Documentation

Ignoring Issues

Suppress specific findings using inline comments or config.

Sometimes a finding is a false positive, or you have accepted the risk. CodeSentinel provides three ways to suppress issues: inline comments, a .codesentinelignore file, and the rules.exclude config option.

Inline ignore comments

Place a // codesentinel-ignore comment on the line before the vulnerable code to suppress all rules on that line:

javascript

// codesentinel-ignore
const query = `SELECT * FROM users WHERE id=${userId}`

// codesentinel-ignore CS1001 -- accepted risk, parameterized not possible here
const result = legacyQuery(rawInput)

Optionally specify a rule ID and a reason.
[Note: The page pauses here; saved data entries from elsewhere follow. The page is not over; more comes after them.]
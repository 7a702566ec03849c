//! A registered route: the terminal handler plus its route-local
//! middleware lists.

use crate::context::Context;
use crate::handler::HandlerFunc;
use crate::middleware::{Middleware, MiddlewarePhase};

/// A binding of a URL pattern to a terminal handler.
///
/// Route-local middlewares are attached before the route is registered;
/// once it sits in the tree the route is immutable (registration and
/// dispatch are two distinct phases of the router's life).
pub struct Route {
    url: String,
    handler: HandlerFunc,
    pre: Vec<Middleware>,
    post: Vec<Middleware>,
}

impl Route {
    pub fn new(handler: HandlerFunc) -> Self {
        Self { url: String::new(), handler, pre: Vec::new(), post: Vec::new() }
    }

    pub(crate) fn with_url(url: &str, handler: HandlerFunc) -> Self {
        Self { url: url.to_string(), handler, pre: Vec::new(), post: Vec::new() }
    }

    pub(crate) fn set_url(&mut self, url: &str) {
        self.url = url.to_string();
    }

    /// Appends a middleware to the route-local list of its phase.
    pub fn middleware(mut self, middleware: Middleware) -> Self {
        match middleware.phase() {
            MiddlewarePhase::Pre => self.pre.push(middleware),
            MiddlewarePhase::Post => self.post.push(middleware),
        }
        self
    }

    /// The pattern URL this route was registered under.
    pub fn url(&self) -> &str {
        &self.url
    }

    /// Runs the route-local pre list, the terminal handler and the
    /// route-local post list.
    ///
    /// The pre list follows the early-abort convention: a middleware that
    /// does not call [`Context::next`] skips the rest of the pre list and
    /// the terminal handler. The post list runs either way, mirroring the
    /// global post phase.
    pub(crate) async fn execute(&self, ctx: &mut Context) {
        let mut aborted = false;

        for middleware in self.pre.iter() {
            if !middleware.matches(ctx) {
                continue;
            }
            let checkpoint = ctx.chain_position();
            middleware.handler()(ctx).await;
            if ctx.chain_position() == checkpoint {
                aborted = true;
                break;
            }
        }

        if !aborted {
            (self.handler)(ctx).await;
        }

        for middleware in self.post.iter() {
            if !middleware.matches(ctx) {
                continue;
            }
            let checkpoint = ctx.chain_position();
            middleware.handler()(ctx).await;
            if ctx.chain_position() == checkpoint {
                break;
            }
        }
    }
}

impl From<HandlerFunc> for Route {
    fn from(handler: HandlerFunc) -> Self {
        Route::new(handler)
    }
}
//! The uniform handler signature shared by terminal handlers, middlewares
//! and the configured fallback handlers.
//!
//! A handler borrows the context mutably for the duration of one chain
//! step. [`handler_fn`] adapts a plain `async fn(&mut Context)` into the
//! type-erased [`HandlerFunc`]; closures that capture state can be built
//! directly with `Arc::new(move |ctx: &mut Context| -> BoxFuture<'_, ()> { ... })`.

use std::future::Future;
use std::sync::Arc;

use futures::future::BoxFuture;

use crate::context::Context;

/// A type-erased handler step.
pub type HandlerFunc = Arc<dyn for<'a> Fn(&'a mut Context) -> BoxFuture<'a, ()> + Send + Sync>;

/// Helper trait that lets [`handler_fn`] accept `async fn(&mut Context)`
/// items, whose future type depends on the borrow's lifetime.
pub trait HandlerFn<'a>: Send + Sync {
    type Future: Future<Output = ()> + Send + 'a;

    fn invoke(&self, ctx: &'a mut Context) -> Self::Future;
}

impl<'a, F, Fut> HandlerFn<'a> for F
where
    F: Fn(&'a mut Context) -> Fut + Send + Sync,
    Fut: Future<Output = ()> + Send + 'a,
{
    type Future = Fut;

    fn invoke(&self, ctx: &'a mut Context) -> Fut {
        self(ctx)
    }
}

/// Adapts an `async fn(&mut Context)` into a [`HandlerFunc`].
pub fn handler_fn<F>(f: F) -> HandlerFunc
where
    F: for<'a> HandlerFn<'a> + 'static,
{
    Arc::new(move |ctx: &mut Context| -> BoxFuture<'_, ()> { Box::pin(f.invoke(ctx)) })
}

/// Runs an ordered list of chain steps with the index-form early-abort
/// convention: after each step the context's chain position is compared
/// against the position captured before the step; a step that did not call
/// [`Context::next`] stops everything downstream.
pub(crate) async fn run_chain(steps: &[HandlerFunc], ctx: &mut Context) {
    for step in steps {
        let checkpoint = ctx.chain_position();
        step(ctx).await;
        if ctx.chain_position() == checkpoint {
            break;
        }
    }
}
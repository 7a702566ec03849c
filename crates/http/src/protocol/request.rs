//! HTTP request header handling.
//!
//! Wraps the standard `http::Request` type instead of inventing a parallel
//! header vocabulary; the body is attached later, once the payload strategy
//! is known.

use http::request::Parts;
use http::{HeaderMap, Method, Request, Uri, Version};

/// A parsed request header, without its body.
#[derive(Debug)]
pub struct RequestHeader {
    inner: Request<()>,
}

impl AsRef<Request<()>> for RequestHeader {
    fn as_ref(&self) -> &Request<()> {
        &self.inner
    }
}

impl RequestHeader {
    /// Consumes the header and returns the inner `Request<()>`.
    pub fn into_inner(self) -> Request<()> {
        self.inner
    }

    /// Attaches a body to this header, converting it into a full `Request<T>`.
    pub fn body<T>(self, body: T) -> Request<T> {
        self.inner.map(|_| body)
    }

    pub fn method(&self) -> &Method {
        self.inner.method()
    }

    pub fn uri(&self) -> &Uri {
        self.inner.uri()
    }

    pub fn version(&self) -> Version {
        self.inner.version()
    }

    pub fn headers(&self) -> &HeaderMap {
        self.inner.headers()
    }

    /// Whether a request with this method usually carries a body.
    ///
    /// The payload strategy is decided by the Transfer-Encoding and
    /// Content-Length headers, not by this; it only informs callers that
    /// want to drain conservatively.
    pub fn may_carry_body(&self) -> bool {
        matches!(self.method(), &Method::POST | &Method::PUT | &Method::PATCH)
    }
}

impl From<Parts> for RequestHeader {
    #[inline]
    fn from(parts: Parts) -> Self {
        Self { inner: Request::from_parts(parts, ()) }
    }
}

impl From<Request<()>> for RequestHeader {
    #[inline]
    fn from(inner: Request<()>) -> Self {
        Self { inner }
    }
}
use crate::protocol::body::ReqBody;
use async_trait::async_trait;
use http::Request;
use tokio::io::AsyncWrite;

/// The buffered write half of a connection, handed to the handler for the
/// duration of one request.
pub type BoxWriter = Box<dyn AsyncWrite + Send + Unpin>;

/// Per-request entry point the connection dispatches into.
///
/// The handler owns the writer while it runs and gives it back when the
/// request is finished; returning `None` tells the connection the writer
/// was kept (or closed) and no further requests will be served on it.
/// Implementations are expected to translate every failure into a written
/// response rather than erroring out of this call.
#[async_trait]
pub trait Handler: Send + Sync {
    async fn handle(&self, request: Request<ReqBody>, writer: BoxWriter) -> Option<BoxWriter>;
}
//! Streaming request decoding.
//!
//! [`RequestDecoder`] drives a two-phase state machine on top of
//! `tokio_util`'s [`Decoder`]: first the header section (via
//! [`HeaderDecoder`]), then the payload (via [`PayloadDecoder`]) until its
//! EOF marker, after which the next request's header is expected.

mod header_decoder;
mod payload_decoder;

pub use header_decoder::HeaderDecoder;
pub use payload_decoder::PayloadDecoder;

use crate::protocol::{Message, ParseError, PayloadItem, PayloadSize, RequestHeader};
use bytes::BytesMut;
use tokio_util::codec::Decoder;

/// A decoder for HTTP requests that handles both headers and payload.
///
/// The `payload_decoder` field doubles as the state: `None` while parsing
/// headers, `Some` while a payload is in flight.
pub struct RequestDecoder {
    header_decoder: HeaderDecoder,
    payload_decoder: Option<PayloadDecoder>,
}

impl RequestDecoder {
    pub fn new() -> Self {
        Default::default()
    }
}

impl Default for RequestDecoder {
    fn default() -> Self {
        Self { header_decoder: HeaderDecoder, payload_decoder: None }
    }
}

impl Decoder for RequestDecoder {
    type Item = Message<(RequestHeader, PayloadSize)>;
    type Error = ParseError;

    fn decode(&mut self, src: &mut BytesMut) -> Result<Option<Self::Item>, Self::Error> {
        if let Some(payload_decoder) = &mut self.payload_decoder {
            let message = match payload_decoder.decode(src)? {
                Some(item @ PayloadItem::Chunk(_)) => Some(Message::Payload(item)),
                Some(item @ PayloadItem::Eof) => {
                    // this request's payload is finished
                    self.payload_decoder.take();
                    Some(Message::Payload(item))
                }
                None => None,
            };

            return Ok(message);
        }

        let message = match self.header_decoder.decode(src)? {
            Some((header, payload_size)) => {
                // A bodyless request goes straight back to the header
                // phase; emitting an EOF item for it would desync the
                // connection loop.
                if !payload_size.is_empty() {
                    self.payload_decoder = Some(payload_size.into());
                }
                Some(Message::Header((header, payload_size)))
            }
            None => None,
        };

        Ok(message)
    }
}

#[cfg(test)]
mod tests {
    use super::*;

    #[test]
    fn header_then_payload_then_next_header() {
        let mut decoder = RequestDecoder::new();
        let mut buf = BytesMut::from(
            &b"POST /api HTTP/1.1\r\ncontent-length: 4\r\n\r\nbodyGET /other HTTP/1.1\r\n\r\n"[..],
        );

        let header = decoder.decode(&mut buf).unwrap().unwrap();
        assert!(header.is_header());

        let chunk = decoder.decode(&mut buf).unwrap().unwrap();
        match chunk {
            Message::Payload(PayloadItem::Chunk(bytes)) => assert_eq!(&bytes[..], b"body"),
            _ => panic!("expected a payload chunk"),
        }

        let eof = decoder.decode(&mut buf).unwrap().unwrap();
        assert!(matches!(eof, Message::Payload(PayloadItem::Eof)));

        let next = decoder.decode(&mut buf).unwrap().unwrap();
        match next {
            Message::Header((header, payload_size)) => {
                assert_eq!(header.uri().path(), "/other");
                assert!(payload_size.is_empty());
            }
            _ => panic!("expected the next request header"),
        }
    }
}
The reason is captured in the audit log for compliance reporting.

.codesentinelignore

Create a .codesentinelignore file in your repository root using the same glob syntax as .gitignore:

bash

# Ignore all files in the legacy directory
src/legacy/**

# Ignore a specific file
src/vendor/old-crypto.js

# Ignore test files
**/*.spec.ts
**/__mocks__/**

Global rule exclusions

To suppress a rule across your entire project, add its ID to rules.exclude in codesentinel.json:

json

{
  "rules": {
    "exclude": ["CS2018", "CS3041"]
  }
}

Audit your suppressions

Ignored issues are visible in the CodeSentinel dashboard under Security Exceptions. Your team can review and approve each suppression during code review.